*** INFORMATION SHOWN ***

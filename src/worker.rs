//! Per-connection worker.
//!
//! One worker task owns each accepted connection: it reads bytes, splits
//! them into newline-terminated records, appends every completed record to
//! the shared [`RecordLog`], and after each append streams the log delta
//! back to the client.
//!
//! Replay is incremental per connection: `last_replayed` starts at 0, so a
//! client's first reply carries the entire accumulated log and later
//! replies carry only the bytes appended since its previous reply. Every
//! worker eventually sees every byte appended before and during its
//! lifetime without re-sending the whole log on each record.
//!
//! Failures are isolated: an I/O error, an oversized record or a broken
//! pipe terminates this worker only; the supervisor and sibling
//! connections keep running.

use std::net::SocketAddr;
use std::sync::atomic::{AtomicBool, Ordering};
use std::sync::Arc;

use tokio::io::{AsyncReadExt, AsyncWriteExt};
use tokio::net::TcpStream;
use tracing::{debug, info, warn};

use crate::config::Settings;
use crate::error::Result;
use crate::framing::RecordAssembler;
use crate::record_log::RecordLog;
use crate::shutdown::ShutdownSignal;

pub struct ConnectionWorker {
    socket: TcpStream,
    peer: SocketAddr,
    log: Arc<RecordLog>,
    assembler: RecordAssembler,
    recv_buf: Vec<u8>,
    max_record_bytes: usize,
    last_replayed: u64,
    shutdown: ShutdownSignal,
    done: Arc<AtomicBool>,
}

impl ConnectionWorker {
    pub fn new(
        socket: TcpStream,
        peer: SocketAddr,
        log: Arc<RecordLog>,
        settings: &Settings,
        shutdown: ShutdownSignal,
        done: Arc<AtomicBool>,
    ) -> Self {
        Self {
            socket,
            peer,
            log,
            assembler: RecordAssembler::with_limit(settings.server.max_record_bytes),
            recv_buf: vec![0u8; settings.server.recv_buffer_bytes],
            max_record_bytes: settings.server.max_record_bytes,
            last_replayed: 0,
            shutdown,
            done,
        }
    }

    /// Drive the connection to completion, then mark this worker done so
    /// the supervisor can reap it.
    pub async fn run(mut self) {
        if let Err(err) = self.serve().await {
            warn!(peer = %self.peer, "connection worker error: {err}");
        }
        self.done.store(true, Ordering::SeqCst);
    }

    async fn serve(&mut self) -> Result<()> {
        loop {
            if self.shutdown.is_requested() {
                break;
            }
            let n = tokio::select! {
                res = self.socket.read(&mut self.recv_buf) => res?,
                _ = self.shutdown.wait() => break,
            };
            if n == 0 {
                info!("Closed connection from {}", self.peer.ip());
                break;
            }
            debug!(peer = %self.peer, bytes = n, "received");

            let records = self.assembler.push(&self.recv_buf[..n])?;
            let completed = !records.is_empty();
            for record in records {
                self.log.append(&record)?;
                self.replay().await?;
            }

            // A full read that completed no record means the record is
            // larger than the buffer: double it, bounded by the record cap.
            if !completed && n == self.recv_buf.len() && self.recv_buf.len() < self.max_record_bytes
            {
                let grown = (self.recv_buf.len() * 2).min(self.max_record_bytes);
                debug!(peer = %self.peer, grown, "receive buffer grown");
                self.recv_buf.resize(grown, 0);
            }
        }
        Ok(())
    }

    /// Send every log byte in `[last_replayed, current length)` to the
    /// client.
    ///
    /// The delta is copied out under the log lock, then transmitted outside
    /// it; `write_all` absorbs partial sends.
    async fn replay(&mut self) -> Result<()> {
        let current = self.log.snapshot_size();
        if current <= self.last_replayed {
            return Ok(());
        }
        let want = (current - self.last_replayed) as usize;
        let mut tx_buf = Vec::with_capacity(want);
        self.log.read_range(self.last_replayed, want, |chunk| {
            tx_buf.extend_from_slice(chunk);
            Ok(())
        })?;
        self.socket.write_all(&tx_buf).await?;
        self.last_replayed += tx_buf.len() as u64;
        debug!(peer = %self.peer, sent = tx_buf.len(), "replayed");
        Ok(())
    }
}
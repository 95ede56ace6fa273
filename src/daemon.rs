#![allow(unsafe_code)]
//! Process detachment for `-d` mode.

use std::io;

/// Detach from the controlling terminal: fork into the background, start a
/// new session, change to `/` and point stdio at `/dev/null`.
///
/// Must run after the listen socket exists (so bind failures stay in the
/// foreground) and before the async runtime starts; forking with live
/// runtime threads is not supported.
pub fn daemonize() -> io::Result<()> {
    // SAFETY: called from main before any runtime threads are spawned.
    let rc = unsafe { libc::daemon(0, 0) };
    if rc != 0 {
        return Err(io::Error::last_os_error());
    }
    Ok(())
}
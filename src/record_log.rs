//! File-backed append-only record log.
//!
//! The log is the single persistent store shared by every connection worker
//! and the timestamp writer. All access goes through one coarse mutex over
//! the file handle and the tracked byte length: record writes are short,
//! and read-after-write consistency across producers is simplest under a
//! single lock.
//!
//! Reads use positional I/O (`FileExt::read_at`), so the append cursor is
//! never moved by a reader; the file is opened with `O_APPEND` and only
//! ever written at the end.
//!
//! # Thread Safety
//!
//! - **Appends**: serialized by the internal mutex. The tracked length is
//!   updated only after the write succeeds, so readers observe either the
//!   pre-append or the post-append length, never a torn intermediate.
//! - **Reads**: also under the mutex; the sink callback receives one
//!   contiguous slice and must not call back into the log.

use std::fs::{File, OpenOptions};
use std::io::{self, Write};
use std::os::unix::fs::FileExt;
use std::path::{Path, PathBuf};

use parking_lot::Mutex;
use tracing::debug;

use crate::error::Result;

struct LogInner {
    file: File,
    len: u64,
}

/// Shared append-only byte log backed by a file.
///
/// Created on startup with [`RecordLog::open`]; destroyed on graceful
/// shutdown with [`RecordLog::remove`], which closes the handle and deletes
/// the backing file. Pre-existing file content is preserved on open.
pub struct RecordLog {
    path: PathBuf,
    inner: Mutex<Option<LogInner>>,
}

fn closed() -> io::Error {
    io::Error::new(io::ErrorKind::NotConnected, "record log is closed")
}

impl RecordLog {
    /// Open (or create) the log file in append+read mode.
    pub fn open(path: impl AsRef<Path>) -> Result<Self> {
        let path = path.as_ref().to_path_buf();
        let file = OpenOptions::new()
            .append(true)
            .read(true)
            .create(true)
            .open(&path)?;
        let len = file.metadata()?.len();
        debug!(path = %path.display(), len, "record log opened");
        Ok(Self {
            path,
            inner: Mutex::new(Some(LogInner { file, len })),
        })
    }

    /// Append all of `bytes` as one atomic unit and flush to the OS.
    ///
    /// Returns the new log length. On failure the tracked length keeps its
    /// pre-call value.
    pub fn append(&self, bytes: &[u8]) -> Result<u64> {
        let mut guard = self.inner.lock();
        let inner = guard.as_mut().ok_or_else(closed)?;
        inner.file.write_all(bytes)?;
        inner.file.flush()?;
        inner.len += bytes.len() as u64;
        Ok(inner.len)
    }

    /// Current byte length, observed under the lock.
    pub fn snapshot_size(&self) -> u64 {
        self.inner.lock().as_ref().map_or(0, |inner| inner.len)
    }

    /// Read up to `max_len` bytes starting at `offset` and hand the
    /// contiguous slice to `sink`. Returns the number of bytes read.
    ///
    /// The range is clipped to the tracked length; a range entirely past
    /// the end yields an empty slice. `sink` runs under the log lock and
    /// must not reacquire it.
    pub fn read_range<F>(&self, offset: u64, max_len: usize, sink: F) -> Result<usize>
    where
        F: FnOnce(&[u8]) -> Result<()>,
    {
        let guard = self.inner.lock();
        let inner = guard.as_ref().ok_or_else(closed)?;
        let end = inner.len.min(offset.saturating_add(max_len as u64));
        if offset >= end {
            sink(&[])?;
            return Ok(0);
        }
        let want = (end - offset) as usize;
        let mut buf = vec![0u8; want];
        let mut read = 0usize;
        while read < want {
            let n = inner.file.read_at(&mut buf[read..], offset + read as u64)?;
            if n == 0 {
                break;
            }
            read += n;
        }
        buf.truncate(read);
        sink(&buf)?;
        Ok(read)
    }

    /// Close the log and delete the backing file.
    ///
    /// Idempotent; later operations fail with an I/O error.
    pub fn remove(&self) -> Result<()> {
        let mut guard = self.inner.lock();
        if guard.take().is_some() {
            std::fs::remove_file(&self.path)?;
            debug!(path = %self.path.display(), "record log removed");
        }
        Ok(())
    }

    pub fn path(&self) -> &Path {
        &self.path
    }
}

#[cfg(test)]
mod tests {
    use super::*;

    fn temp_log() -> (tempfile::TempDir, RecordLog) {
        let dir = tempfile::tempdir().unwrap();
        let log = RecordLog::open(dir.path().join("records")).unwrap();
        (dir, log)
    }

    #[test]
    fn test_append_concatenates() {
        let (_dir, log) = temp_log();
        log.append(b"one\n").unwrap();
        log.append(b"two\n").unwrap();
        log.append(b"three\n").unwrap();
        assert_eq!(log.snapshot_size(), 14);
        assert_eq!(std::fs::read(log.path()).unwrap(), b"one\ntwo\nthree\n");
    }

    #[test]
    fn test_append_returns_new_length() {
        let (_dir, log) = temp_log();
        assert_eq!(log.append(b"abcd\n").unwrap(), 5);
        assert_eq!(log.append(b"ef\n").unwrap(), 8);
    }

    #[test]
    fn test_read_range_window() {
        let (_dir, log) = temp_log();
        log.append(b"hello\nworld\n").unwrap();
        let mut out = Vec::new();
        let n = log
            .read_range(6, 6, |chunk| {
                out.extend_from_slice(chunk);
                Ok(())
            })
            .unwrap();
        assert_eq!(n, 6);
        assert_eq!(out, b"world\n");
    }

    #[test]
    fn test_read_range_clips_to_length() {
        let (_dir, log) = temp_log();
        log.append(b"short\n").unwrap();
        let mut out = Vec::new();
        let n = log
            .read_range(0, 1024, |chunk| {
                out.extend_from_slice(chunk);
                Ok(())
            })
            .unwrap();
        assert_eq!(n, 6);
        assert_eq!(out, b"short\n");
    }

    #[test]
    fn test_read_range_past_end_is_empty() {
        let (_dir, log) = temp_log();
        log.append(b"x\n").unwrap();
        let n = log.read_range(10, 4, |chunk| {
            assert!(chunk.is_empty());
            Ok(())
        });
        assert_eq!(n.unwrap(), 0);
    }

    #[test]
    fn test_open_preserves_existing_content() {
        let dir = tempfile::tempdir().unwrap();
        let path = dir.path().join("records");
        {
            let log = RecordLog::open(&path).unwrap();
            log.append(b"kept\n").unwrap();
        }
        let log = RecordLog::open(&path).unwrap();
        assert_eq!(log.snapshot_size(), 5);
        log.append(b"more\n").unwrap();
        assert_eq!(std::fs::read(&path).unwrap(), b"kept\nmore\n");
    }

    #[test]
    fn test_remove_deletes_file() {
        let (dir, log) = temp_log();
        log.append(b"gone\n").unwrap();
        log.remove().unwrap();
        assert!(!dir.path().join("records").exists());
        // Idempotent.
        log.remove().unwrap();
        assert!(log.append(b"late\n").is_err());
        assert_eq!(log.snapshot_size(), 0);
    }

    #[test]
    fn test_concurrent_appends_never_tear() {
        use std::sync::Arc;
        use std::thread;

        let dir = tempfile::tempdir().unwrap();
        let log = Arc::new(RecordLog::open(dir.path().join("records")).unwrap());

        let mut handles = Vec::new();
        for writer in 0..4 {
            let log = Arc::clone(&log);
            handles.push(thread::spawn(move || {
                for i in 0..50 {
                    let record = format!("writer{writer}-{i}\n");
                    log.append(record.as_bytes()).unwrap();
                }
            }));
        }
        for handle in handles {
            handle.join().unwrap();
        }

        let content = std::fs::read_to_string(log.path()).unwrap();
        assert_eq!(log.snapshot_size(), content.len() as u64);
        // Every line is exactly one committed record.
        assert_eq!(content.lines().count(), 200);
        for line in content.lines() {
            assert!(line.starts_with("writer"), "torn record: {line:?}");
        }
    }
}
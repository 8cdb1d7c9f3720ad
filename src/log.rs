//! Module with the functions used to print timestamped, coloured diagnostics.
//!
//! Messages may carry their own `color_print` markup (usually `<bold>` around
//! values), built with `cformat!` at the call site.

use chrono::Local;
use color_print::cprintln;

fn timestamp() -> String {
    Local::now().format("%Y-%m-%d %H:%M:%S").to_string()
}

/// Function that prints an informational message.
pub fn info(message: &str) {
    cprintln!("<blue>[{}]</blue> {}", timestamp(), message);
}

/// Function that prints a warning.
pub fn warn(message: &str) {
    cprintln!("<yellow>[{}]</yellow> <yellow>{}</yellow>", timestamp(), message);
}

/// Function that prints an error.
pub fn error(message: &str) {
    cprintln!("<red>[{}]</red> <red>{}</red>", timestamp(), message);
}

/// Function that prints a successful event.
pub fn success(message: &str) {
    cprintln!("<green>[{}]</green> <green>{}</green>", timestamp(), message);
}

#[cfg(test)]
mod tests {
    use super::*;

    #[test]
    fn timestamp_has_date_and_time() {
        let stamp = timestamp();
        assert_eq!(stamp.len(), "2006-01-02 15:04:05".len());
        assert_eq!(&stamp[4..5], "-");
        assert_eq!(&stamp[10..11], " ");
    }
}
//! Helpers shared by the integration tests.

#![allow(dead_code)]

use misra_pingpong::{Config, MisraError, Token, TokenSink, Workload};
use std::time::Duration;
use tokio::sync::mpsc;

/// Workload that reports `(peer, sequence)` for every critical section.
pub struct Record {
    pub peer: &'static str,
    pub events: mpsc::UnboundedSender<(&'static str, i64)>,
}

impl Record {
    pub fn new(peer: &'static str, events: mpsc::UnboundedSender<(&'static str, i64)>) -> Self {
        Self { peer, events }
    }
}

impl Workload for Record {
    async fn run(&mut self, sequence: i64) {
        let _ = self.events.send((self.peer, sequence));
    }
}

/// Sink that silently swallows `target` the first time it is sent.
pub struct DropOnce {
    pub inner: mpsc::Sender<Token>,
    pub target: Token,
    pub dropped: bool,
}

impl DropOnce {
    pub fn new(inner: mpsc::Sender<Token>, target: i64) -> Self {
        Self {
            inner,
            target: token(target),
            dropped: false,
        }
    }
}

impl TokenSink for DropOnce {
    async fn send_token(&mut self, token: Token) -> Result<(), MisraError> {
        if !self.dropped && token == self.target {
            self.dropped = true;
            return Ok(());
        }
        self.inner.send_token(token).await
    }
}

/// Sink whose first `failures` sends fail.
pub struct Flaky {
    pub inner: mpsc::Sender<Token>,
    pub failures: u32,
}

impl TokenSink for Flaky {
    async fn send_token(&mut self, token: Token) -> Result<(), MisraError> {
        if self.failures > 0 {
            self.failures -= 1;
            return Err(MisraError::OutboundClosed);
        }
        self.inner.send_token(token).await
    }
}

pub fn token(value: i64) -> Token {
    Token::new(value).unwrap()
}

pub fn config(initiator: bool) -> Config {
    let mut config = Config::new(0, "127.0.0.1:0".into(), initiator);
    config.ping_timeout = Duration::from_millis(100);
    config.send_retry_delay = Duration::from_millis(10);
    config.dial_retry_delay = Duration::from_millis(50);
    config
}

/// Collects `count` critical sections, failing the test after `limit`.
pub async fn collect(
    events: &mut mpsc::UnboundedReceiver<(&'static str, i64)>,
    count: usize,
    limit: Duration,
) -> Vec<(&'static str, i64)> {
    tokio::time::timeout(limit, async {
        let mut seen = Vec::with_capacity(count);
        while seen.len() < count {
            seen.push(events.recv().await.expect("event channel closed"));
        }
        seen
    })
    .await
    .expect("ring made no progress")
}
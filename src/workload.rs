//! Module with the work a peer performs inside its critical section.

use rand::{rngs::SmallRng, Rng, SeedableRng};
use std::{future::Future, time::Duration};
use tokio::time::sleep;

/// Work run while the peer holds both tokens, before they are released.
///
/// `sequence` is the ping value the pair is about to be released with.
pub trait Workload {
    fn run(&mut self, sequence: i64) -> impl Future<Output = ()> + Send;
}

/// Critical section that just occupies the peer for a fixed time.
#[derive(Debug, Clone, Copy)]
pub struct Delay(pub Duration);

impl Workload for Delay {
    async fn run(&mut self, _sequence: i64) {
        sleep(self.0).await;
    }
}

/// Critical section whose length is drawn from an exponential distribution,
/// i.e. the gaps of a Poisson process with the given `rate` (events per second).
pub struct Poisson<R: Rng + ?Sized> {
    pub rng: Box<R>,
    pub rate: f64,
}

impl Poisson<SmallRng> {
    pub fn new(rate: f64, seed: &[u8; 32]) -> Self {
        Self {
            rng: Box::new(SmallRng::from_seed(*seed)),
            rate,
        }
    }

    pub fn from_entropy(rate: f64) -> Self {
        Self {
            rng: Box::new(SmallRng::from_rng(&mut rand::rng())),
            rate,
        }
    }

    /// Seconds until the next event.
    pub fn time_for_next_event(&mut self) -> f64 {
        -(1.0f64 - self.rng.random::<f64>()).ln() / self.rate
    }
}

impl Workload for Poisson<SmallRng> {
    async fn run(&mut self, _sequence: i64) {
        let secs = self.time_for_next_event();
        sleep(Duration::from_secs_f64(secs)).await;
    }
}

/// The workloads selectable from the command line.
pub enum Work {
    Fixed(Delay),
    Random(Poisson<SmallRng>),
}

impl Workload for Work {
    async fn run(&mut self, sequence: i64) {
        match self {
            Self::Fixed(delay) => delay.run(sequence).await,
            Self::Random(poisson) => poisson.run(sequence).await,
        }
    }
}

***

#### [ASSIGNMENT]
Take the listing from its first line to the line containing "and during its". Reproduce those lines exactly and nothing else.

#### [EXERCISE ANSWER]
filename src/worker.rs
//! Per-connection worker.
//!
//! One worker task owns each accepted connection: it reads bytes, splits
//! them into newline-terminated records, appends every completed record to
//! the shared [`RecordLog`], and after each append streams the log delta
//! back to the client.
//!
//! Replay is incremental per connection: `last_replayed` starts at 0, so a
//! client's first reply carries the entire accumulated log and later
//! replies carry only the bytes appended since its previous reply. Every
//! worker eventually sees every byte appended before and during its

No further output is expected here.